_PROBLEM REQUIREMENTS_. How many lines in the entries below contain "parents"? Answer with the number only.

(Beginning of PROVIDED RECORDS)

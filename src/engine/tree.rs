use std::path::{Path, PathBuf};

use crate::engine::index::{IndexEntry, ViewIndex};
use crate::engine::selection::SelectionSet;
use crate::fs::entry::{FsEntry, PathKey};

/// How far a directory node has been read from disk.
#[derive(Debug, Clone, Copy, PartialEq, Eq)]
pub enum Materialization {
    Unloaded,
    Loading,
    Loaded,
    /// Listing failed with access denied; shown as a disabled leaf.
    Denied,
}

/// A live element of the tree, owned by its parent's child list.
#[derive(Debug, Clone)]
pub struct Node {
    pub entry: FsEntry,
    pub state: Materialization,
    /// Meaningful only when `state` is `Loaded`.
    pub children: Vec<Node>,
    /// Non-owning back-reference, resolved through the `ViewIndex`.
    pub parent: Option<PathKey>,
    pub expanded: bool,
    /// Observable checkbox state.
    pub checked: bool,
    pub depth: usize,
}

impl Node {
    fn new(entry: FsEntry, parent: Option<PathKey>, depth: usize) -> Self {
        Self {
            entry,
            state: Materialization::Unloaded,
            children: Vec::new(),
            parent,
            expanded: false,
            checked: false,
            depth,
        }
    }

    pub fn key(&self) -> &PathKey {
        self.entry.key()
    }

    pub fn path(&self) -> &Path {
        &self.entry.path
    }

    pub fn is_dir(&self) -> bool {
        self.entry.is_dir()
    }

    /// Denied nodes take no clicks.
    pub fn is_interactive(&self) -> bool {
        self.state != Materialization::Denied
    }

    /// True iff there is at least one visible child and every one is selected.
    pub fn all_children_selected(&self, selection: &SelectionSet) -> bool {
        !self.children.is_empty() && self.children.iter().all(|c| selection.contains(c.key()))
    }
}

/// A flattened, render-ready view of one visible node.
#[derive(Debug, Clone)]
pub struct Row {
    pub entry: FsEntry,
    pub depth: usize,
    pub expanded: bool,
    pub checked: bool,
    pub state: Materialization,
    pub is_last_sibling: bool,
}

/// Lazily materialized directory hierarchy plus its path index.
#[derive(Debug)]
pub struct TreeModel {
    root: Node,
    index: ViewIndex,
    dirs_first: bool,
}

impl TreeModel {
    /// A tree holding only the (unloaded) root node.
    pub fn new(root: FsEntry, dirs_first: bool) -> Self {
        let mut index = ViewIndex::new();
        index.insert(
            root.key().clone(),
            IndexEntry {
                path: root.path.clone(),
                kind: root.kind,
                parent: None,
            },
        );
        Self {
            root: Node::new(root, None, 0),
            index,
            dirs_first,
        }
    }

    pub fn root(&self) -> &Node {
        &self.root
    }

    pub fn root_key(&self) -> &PathKey {
        self.root.key()
    }

    pub fn root_path(&self) -> &Path {
        self.root.path()
    }

    pub fn index(&self) -> &ViewIndex {
        &self.index
    }

    pub fn contains(&self, key: &PathKey) -> bool {
        self.index.contains(key)
    }

    pub fn parent_key(&self, key: &PathKey) -> Option<PathKey> {
        self.index.parent_of(key).cloned()
    }

    pub fn get(&self, key: &PathKey) -> Option<&Node> {
        let chain = self.index.chain(key)?;
        let mut node = &self.root;
        if chain.first() != Some(node.key()) {
            return None;
        }
        for k in &chain[1..] {
            node = node.children.iter().find(|c| c.key() == k)?;
        }
        Some(node)
    }

    pub fn get_mut(&mut self, key: &PathKey) -> Option<&mut Node> {
        let chain = self.index.chain(key)?;
        let mut node = &mut self.root;
        if chain.first() != Some(node.key()) {
            return None;
        }
        for k in &chain[1..] {
            node = node.children.iter_mut().find(|c| c.key() == k)?;
        }
        Some(node)
    }

    /// Give an unloaded directory its children and mark it `Loaded`.
    ///
    /// Each new node's checkbox mirrors its current selection membership.
    /// Entries whose key is already indexed (case-only duplicates) are
    /// skipped. Returns the keys of the created nodes.
    pub fn populate(
        &mut self,
        key: &PathKey,
        entries: Vec<FsEntry>,
        selection: &SelectionSet,
    ) -> Vec<PathKey> {
        let dirs_first = self.dirs_first;
        let Some(chain) = self.index.chain(key) else {
            return Vec::new();
        };
        let mut created = Vec::new();
        let mut children = Vec::with_capacity(entries.len());
        let depth = chain.len();
        for entry in entries {
            let child_key = entry.key().clone();
            let inserted = self.index.insert(
                child_key.clone(),
                IndexEntry {
                    path: entry.path.clone(),
                    kind: entry.kind,
                    parent: Some(key.clone()),
                },
            );
            if !inserted {
                tracing::warn!(path = %entry.path.display(), "skipping entry with duplicate identity");
                continue;
            }
            let mut node = Node::new(entry, Some(key.clone()), depth);
            node.checked = selection.contains(&child_key);
            created.push(child_key);
            children.push(node);
        }
        sort_nodes(&mut children, dirs_first);
        if let Some(node) = self.get_mut(key) {
            node.children = children;
            node.state = Materialization::Loaded;
        }
        created
    }

    pub fn mark_denied(&mut self, key: &PathKey) {
        if let Some(node) = self.get_mut(key) {
            node.children.clear();
            node.state = Materialization::Denied;
            node.expanded = false;
        }
    }

    /// Drop every descendant of `key` from the tree and the index, leaving
    /// the node itself `Unloaded`. Returns the removed entries.
    pub fn clear_children(&mut self, key: &PathKey) -> Vec<FsEntry> {
        let Some(node) = self.get_mut(key) else {
            return Vec::new();
        };
        let children = std::mem::take(&mut node.children);
        node.state = Materialization::Unloaded;
        let mut removed = Vec::new();
        for child in children {
            collect_subtree(child, &mut removed);
        }
        for entry in &removed {
            self.index.remove(entry.key());
        }
        removed
    }

    /// Detach `key` and everything below it. The root cannot be removed.
    pub fn remove_subtree(&mut self, key: &PathKey) -> Vec<FsEntry> {
        let Some(parent_key) = self.parent_key(key) else {
            return Vec::new();
        };
        let Some(parent) = self.get_mut(&parent_key) else {
            return Vec::new();
        };
        let Some(pos) = parent.children.iter().position(|c| c.key() == key) else {
            return Vec::new();
        };
        let node = parent.children.remove(pos);
        let mut removed = Vec::new();
        collect_subtree(node, &mut removed);
        for entry in &removed {
            self.index.remove(entry.key());
        }
        removed
    }

    /// Expanded, loaded directories strictly below `key`, parents first.
    pub fn expanded_dirs_under(&self, key: &PathKey) -> Vec<PathBuf> {
        let mut out = Vec::new();
        if let Some(node) = self.get(key) {
            for child in &node.children {
                collect_expanded(child, &mut out);
            }
        }
        out
    }

    /// Flatten the visible part of the tree for rendering.
    pub fn rows(&self) -> Vec<Row> {
        let mut rows = Vec::new();
        flatten_node(&self.root, &mut rows, true);
        rows
    }

    /// `key` and every materialized node below it, parents first.
    pub fn subtree_keys(&self, key: &PathKey) -> Vec<PathKey> {
        let mut keys = Vec::new();
        if let Some(node) = self.get(key) {
            collect_keys(node, &mut keys);
        }
        keys
    }

    /// Every node reachable from the root, as keys.
    pub fn node_keys(&self) -> Vec<PathKey> {
        let mut keys = Vec::new();
        let mut stack = vec![&self.root];
        while let Some(node) = stack.pop() {
            keys.push(node.key().clone());
            stack.extend(node.children.iter());
        }
        keys
    }
}

/// Directories first (when enabled), then case-insensitive by name.
fn sort_nodes(nodes: &mut [Node], dirs_first: bool) {
    nodes.sort_by(|a, b| {
        let mut cmp = std::cmp::Ordering::Equal;
        if dirs_first {
            cmp = b.is_dir().cmp(&a.is_dir());
        }
        cmp.then_with(|| {
            a.entry
                .name
                .to_lowercase()
                .cmp(&b.entry.name.to_lowercase())
        })
    });
}

fn collect_subtree(node: Node, out: &mut Vec<FsEntry>) {
    let Node {
        entry, children, ..
    } = node;
    out.push(entry);
    for child in children {
        collect_subtree(child, out);
    }
}

fn collect_keys(node: &Node, out: &mut Vec<PathKey>) {
    out.push(node.key().clone());
    for child in &node.children {
        collect_keys(child, out);
    }
}

fn collect_expanded(node: &Node, out: &mut Vec<PathBuf>) {
    if node.state == Materialization::Loaded && node.expanded {
        out.push(node.entry.path.clone());
        for child in &node.children {
            collect_expanded(child, out);
        }
    }
}

fn flatten_node(node: &Node, rows: &mut Vec<Row>, is_last: bool) {
    rows.push(Row {
        entry: node.entry.clone(),
        depth: node.depth,
        expanded: node.expanded,
        checked: node.checked,
        state: node.state,
        is_last_sibling: is_last,
    });
    if node.expanded {
        let count = node.children.len();
        for (i, child) in node.children.iter().enumerate() {
            flatten_node(child, rows, i + 1 == count);
        }
    }
}
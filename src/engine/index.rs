use std::collections::HashMap;
use std::path::PathBuf;

use crate::fs::entry::{EntryKind, PathKey};

/// What the index records about one materialized node.
#[derive(Debug, Clone, PartialEq, Eq)]
pub struct IndexEntry {
    pub path: PathBuf,
    pub kind: EntryKind,
    /// Non-owning link to the parent node, `None` for the root.
    pub parent: Option<PathKey>,
}

/// Path → node lookup for everything currently materialized.
///
/// Holds exactly one entry per live node. Nodes themselves are owned by
/// their parent's child list; the index only records how to reach them.
#[derive(Debug, Default)]
pub struct ViewIndex {
    map: HashMap<PathKey, IndexEntry>,
}

impl ViewIndex {
    pub fn new() -> Self {
        Self::default()
    }

    /// Returns false if the key was already present (and leaves it untouched).
    pub fn insert(&mut self, key: PathKey, entry: IndexEntry) -> bool {
        if self.map.contains_key(&key) {
            return false;
        }
        self.map.insert(key, entry);
        true
    }

    pub fn remove(&mut self, key: &PathKey) -> Option<IndexEntry> {
        self.map.remove(key)
    }

    pub fn contains(&self, key: &PathKey) -> bool {
        self.map.contains_key(key)
    }

    pub fn parent_of(&self, key: &PathKey) -> Option<&PathKey> {
        self.map.get(key).and_then(|e| e.parent.as_ref())
    }

    pub fn len(&self) -> usize {
        self.map.len()
    }

    #[cfg(test)]
    pub fn keys(&self) -> impl Iterator<Item = &PathKey> {
        self.map.keys()
    }

    /// Keys from the root down to `key`, following parent links.
    ///
    /// `None` if `key` or any link on the way is missing.
    pub fn chain(&self, key: &PathKey) -> Option<Vec<PathKey>> {
        let mut chain = vec![key.clone()];
        let mut current = self.map.get(key)?;
        while let Some(parent) = &current.parent {
            current = self.map.get(parent)?;
            chain.push(parent.clone());
        }
        chain.reverse();
        Some(chain)
    }
}

#[cfg(test)]
mod tests {
    use super::*;
    use std::path::Path;

    fn key(p: &str) -> PathKey {
        PathKey::new(Path::new(p))
    }

    fn entry(p: &str, parent: Option<&str>) -> IndexEntry {
        IndexEntry {
            path: PathBuf::from(p),
            kind: EntryKind::Directory,
            parent: parent.map(key),
        }
    }

    #[test]
    fn insert_rejects_duplicates() {
        let mut idx = ViewIndex::new();
        assert!(idx.insert(key("/r"), entry("/r", None)));
        assert!(!idx.insert(key("/R"), entry("/R", None)));
        assert_eq!(idx.len(), 1);
        assert_eq!(idx.chain(&key("/R")).unwrap(), vec![key("/r")]);
    }

    #[test]
    fn chain_walks_to_root() {
        let mut idx = ViewIndex::new();
        idx.insert(key("/r"), entry("/r", None));
        idx.insert(key("/r/a"), entry("/r/a", Some("/r")));
        idx.insert(key("/r/a/b"), entry("/r/a/b", Some("/r/a")));
        let chain = idx.chain(&key("/r/a/b")).unwrap();
        assert_eq!(chain, vec![key("/r"), key("/r/a"), key("/r/a/b")]);
        assert_eq!(idx.parent_of(&key("/r/a")), Some(&key("/r")));
    }

    #[test]
    fn chain_breaks_on_missing_link() {
        let mut idx = ViewIndex::new();
        idx.insert(key("/r/a/b"), entry("/r/a/b", Some("/r/a")));
        assert!(idx.chain(&key("/r/a/b")).is_none());
        assert!(idx.chain(&key("/nope")).is_none());
    }
}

(End of PROVIDED RECORDS)

_OUTPUT OF THE TASK_. 2